CTS is managed either surgically or non-surgically, with stronger evidence in support of surgery compared to non-surgical options.8 9 Despite well-documented evidence regarding the significant socioeconomic impact, CTS is typically considered a low surgical priority in publicly funded health systems.10 The reality of long public hospital waiting times and traditional referral pathways (general medical practitioner to surgeon to therapist) creates significant delays in gaining access to treatment. Not only are these substantial waiting times likely to result in extended periods of reduced quality of life,11 they may also compromise long-term outcomes as delayed surgery has been shown to be associated with poorer prognosis.12
Guidelines endorsed by professional associations suggest a trial of non-surgical interventions for patients with mild or moderate CTS symptoms, with surgery being the treatment of choice where symptoms are severe or prolonged, or for those whose conservative management has been unsuccessful.6 13 Commonly recommended non-surgical interventions include use of splints, nerve and tendon gliding exercises and activity modification.5 6 14–16 These recommendations are largely based on clinical observations as there is limited research-based evidence to guide non-surgical treatments. Given the unconvincing evidence for conservative approaches and the resulting reliance on clinical trends to guide practice, further investigation into non-surgical interventions is warranted.
The number of surgical interventions performed in the UK for CTS has been predicted to increase from 66 833 per year in 2015 to 104 922 per year by 2030.17 Given that a single carpal tunnel release in the UK is projected to cost between £83018 and £2600,19 the extrapolated total cost of carpal tunnel release surgery to the UK health budget will exceed £55 million in 2015. This level of expenditure creates incentives for publicly funded health systems to manage CTS efficiently. In an effort to manage surgery waitlists and reduce costs, retrospective studies in the UK and Australia have examined the effect of alternative care pathways and therapist-led clinics for patients with CTS on surgical waitlists.20–22 Despite limited data regarding the cost or clinical effectiveness of conservative interventions,15 16 these retrospective case audits have shown a clear reduction in CTS surgery waitlists. The potential benefits of these models of care therefore warrant further investigation.
The aim of this project is to evaluate the efficacy of an alternative care pathway compared to standard care on the need for surgery and patient-rated outcomes in the management of patients with CTS while on the surgical waitlists.
Methods/design
A randomised controlled multisite clinical trial will be conducted in four publicly funded hospitals within Queensland, Australia. This trial will compare therapeutic intervention (education, provision of splints and a home exercise programme (ESX)) to the current standard care (continuing on the surgery waitlist without conservative intervention) in the management of patients with CTS (figure 1).
Participants
Patients with a diagnosis of CTS who are on the orthopaedic department outpatient waitlist of participating Queensland Health hospitals will be contacted by telephone. Those interested in participating in the study will be sent an information sheet outlining the study as well as a brief questionnaire to assess eligibility. Patients who meet the selection criteria (box 1) and agree to participate will be invited for a baseline assessment by an occupational therapist or physiotherapist employed within the Hand Therapy department of the participating hospitals. During this first appointment, informed written consent will be gained from each participant. This study has received ethical clearance and approval from the relevant hospital and university ethics review boards.

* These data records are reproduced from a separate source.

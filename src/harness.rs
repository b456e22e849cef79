use std::path::Path;

use log::*;
use rand::rngs::StdRng;
use rand::SeedableRng;

use crate::config::{CloseMode, FaultMode, ProbeConfig};
use crate::error::{Phase, ProbeError};
use crate::exec::{timed_read, timed_write};
use crate::oracle::{first_divergence, Outcome};
use crate::payload::{generate_batch, TestCase};
use crate::progress::Progress;
use crate::report::Report;
use crate::target::ProbeTarget;

/// Handles held open across phases, released together at the end of a run.
pub struct OpenHandles<W, R> {
    writers: Vec<W>,
    readers: Vec<R>,
}

impl<W, R> OpenHandles<W, R> {
    pub fn new() -> Self {
        OpenHandles {
            writers: Vec::new(),
            readers: Vec::new(),
        }
    }

    pub fn len(&self) -> usize {
        self.writers.len() + self.readers.len()
    }

    pub fn is_empty(&self) -> bool {
        self.len() == 0
    }

    /// Release everything, newest first, a reader and a writer at a time.
    pub fn close_all(&mut self) {
        while !self.is_empty() {
            drop(self.readers.pop());
            drop(self.writers.pop());
        }
    }
}

impl<W, R> Default for OpenHandles<W, R> {
    fn default() -> Self {
        Self::new()
    }
}

/// Runs a batch of cases through the write, read and close phases.
pub struct Harness<T: ProbeTarget, P: Progress> {
    target: T,
    config: ProbeConfig,
    progress: P,
    handles: OpenHandles<T::Writer, T::Reader>,
}

impl<T: ProbeTarget, P: Progress> Harness<T, P> {
    pub fn new(target: T, config: ProbeConfig, progress: P) -> Self {
        Harness {
            target,
            config,
            progress,
            handles: OpenHandles::new(),
        }
    }

    pub fn config(&self) -> &ProbeConfig {
        &self.config
    }

    /// Handles currently held open by the harness.
    pub fn open_handles(&self) -> usize {
        self.handles.len()
    }

    /// Generate the batch for `mount` from the configured seed, or entropy.
    ///
    /// The config is validated first, so sizes that would overflow or exhaust memory
    /// come back as [`ProbeError::Config`].
    ///
    pub fn generate(&self, mount: &Path) -> Result<Vec<TestCase>, ProbeError> {
        self.config.validate()?;
        let mut rng = match self.config.seed {
            Some(seed) => StdRng::seed_from_u64(seed),
            None => StdRng::from_entropy(),
        };
        info!("{}: {} cases under {}", Phase::Generating, self.config.test_count, mount.display());
        Ok(generate_batch(&mut rng, mount, self.config.geometry(), self.config.test_count))
    }

    /// Write every case, then read every case, then close every handle.
    pub fn run(&mut self, cases: &mut [TestCase]) -> Result<Report, ProbeError> {
        self.write_phase(cases)?;
        self.progress.phase_break().map_err(ProbeError::Progress)?;
        self.read_phase(cases)?;
        self.close_phase();
        info!("{}: {} cases", Phase::Reporting, cases.len());
        Ok(Report::from_cases(cases, &self.config))
    }

    pub fn write_phase(&mut self, cases: &mut [TestCase]) -> Result<(), ProbeError> {
        info!("{}: {} cases", Phase::Writing, cases.len());
        let total = cases.len();
        for (i, case) in cases.iter_mut().enumerate() {
            self.progress
                .update(&format!("Writing file {}/{}", i + 1, total))
                .map_err(ProbeError::Progress)?;
            if let Err(err) = self.write_one(case) {
                self.isolate(case, err)?;
            }
        }
        Ok(())
    }

    /// Read every case back and judge it. Cases that already errored are skipped.
    ///
    /// Reading does not disturb what was written, so this can be repeated and gives
    /// the same outcomes.
    ///
    pub fn read_phase(&mut self, cases: &mut [TestCase]) -> Result<(), ProbeError> {
        info!("{}: {} cases", Phase::Reading, cases.len());
        let total = cases.len();
        for (i, case) in cases.iter_mut().enumerate() {
            self.progress
                .update(&format!("Reading file {}/{}", i + 1, total))
                .map_err(ProbeError::Progress)?;
            if case.outcome.is_error() {
                continue;
            }
            if let Err(err) = self.read_one(case) {
                self.isolate(case, err)?;
            }
        }
        Ok(())
    }

    pub fn close_phase(&mut self) {
        info!("{}: {} handles", Phase::Closing, self.handles.len());
        self.handles.close_all();
    }

    fn write_one(&mut self, case: &mut TestCase) -> Result<(), ProbeError> {
        let file = self
            .target
            .create(&case.path)
            .map_err(ProbeError::io(Phase::Writing, &case.path))?;
        let timed = timed_write(file, case.first_offset, &case.payload)
            .map_err(ProbeError::io(Phase::Writing, &case.path))?;
        debug!(
            "wrote {} bytes at {} to {} in {:?}",
            case.payload.len(),
            case.first_offset,
            case.path.display(),
            timed.elapsed
        );
        case.write_duration = Some(timed.elapsed);
        if self.config.close_mode == CloseMode::Stress {
            self.handles.writers.push(timed.value);
        }
        Ok(())
    }

    fn read_one(&mut self, case: &mut TestCase) -> Result<(), ProbeError> {
        let file = self
            .target
            .open(&case.path)
            .map_err(ProbeError::io(Phase::Reading, &case.path))?;
        let timed = timed_read(file, case.first_offset, case.payload.len())
            .map_err(ProbeError::io(Phase::Reading, &case.path))?;
        let (file, data) = timed.value;
        case.read_duration = Some(timed.elapsed);
        case.read_len = Some(data.len());
        case.outcome = Outcome::judge(&case.payload, &data);
        if !case.outcome.is_match() {
            warn!(
                "{}: read {} of {} bytes, first difference at byte {:?}",
                case.path.display(),
                data.len(),
                case.payload.len(),
                first_divergence(&case.payload, &data)
            );
        }
        if self.config.close_mode == CloseMode::Stress {
            self.handles.readers.push(file);
        }
        Ok(())
    }

    /// Record `err` against the case, or hand it back when running fail-fast.
    fn isolate(&self, case: &mut TestCase, err: ProbeError) -> Result<(), ProbeError> {
        match self.config.fault_mode {
            FaultMode::FailFast => Err(err),
            FaultMode::Isolate => {
                let message = match std::error::Error::source(&err) {
                    Some(source) => format!("{err}: {source}"),
                    None => err.to_string(),
                };
                warn!("{message}");
                case.outcome = Outcome::Error { message };
                Ok(())
            }
        }
    }
}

Box 1. Participant selection criteria.
Inclusion criteria
Referral to participating hospitals’ orthopaedic department with a diagnosis of carpal tunnel syndrome (CTS);
Diagnosis of CTS confirmed by nerve conduction studies;
Clinical symptoms and signs consistent with CTS, such as altered sensation, numbness, paraesthesia or pain within the affected hand;
Symptoms longer than 2 months;
18–75 years of age;
Ability to comprehend the study, its requirements and provide consent.
Exclusion criteria
Pregnancy-related CTS;
Systemic disease other than diabetes;
Osteoarthritis of the wrist or hand;
Musculoskeletal conditions affecting the elbow, hand and wrist (such as de Quervain's tenosynovitis or trigger finger);
Traumatic onset of CTS;
Neurological conditions affecting the upper limb;
Use of hand therapy interventions within the previous 3 months (splints or exercises);
Steroid injection for CTS within the previous 6 months;
Pending litigation or insurance claim.
Baseline assessment
During the first appointment, a clinical examination will be completed. This examination will include a detailed medical and social history (occupation, sports, hobbies), demographic data (age, gender, weight, height review of the nature and onset of symptoms, and observation for thenar eminence wasting).
Interventions
Once consented and included in the study, the patients will be allocated to randomly receive standard care or a programme of ESX.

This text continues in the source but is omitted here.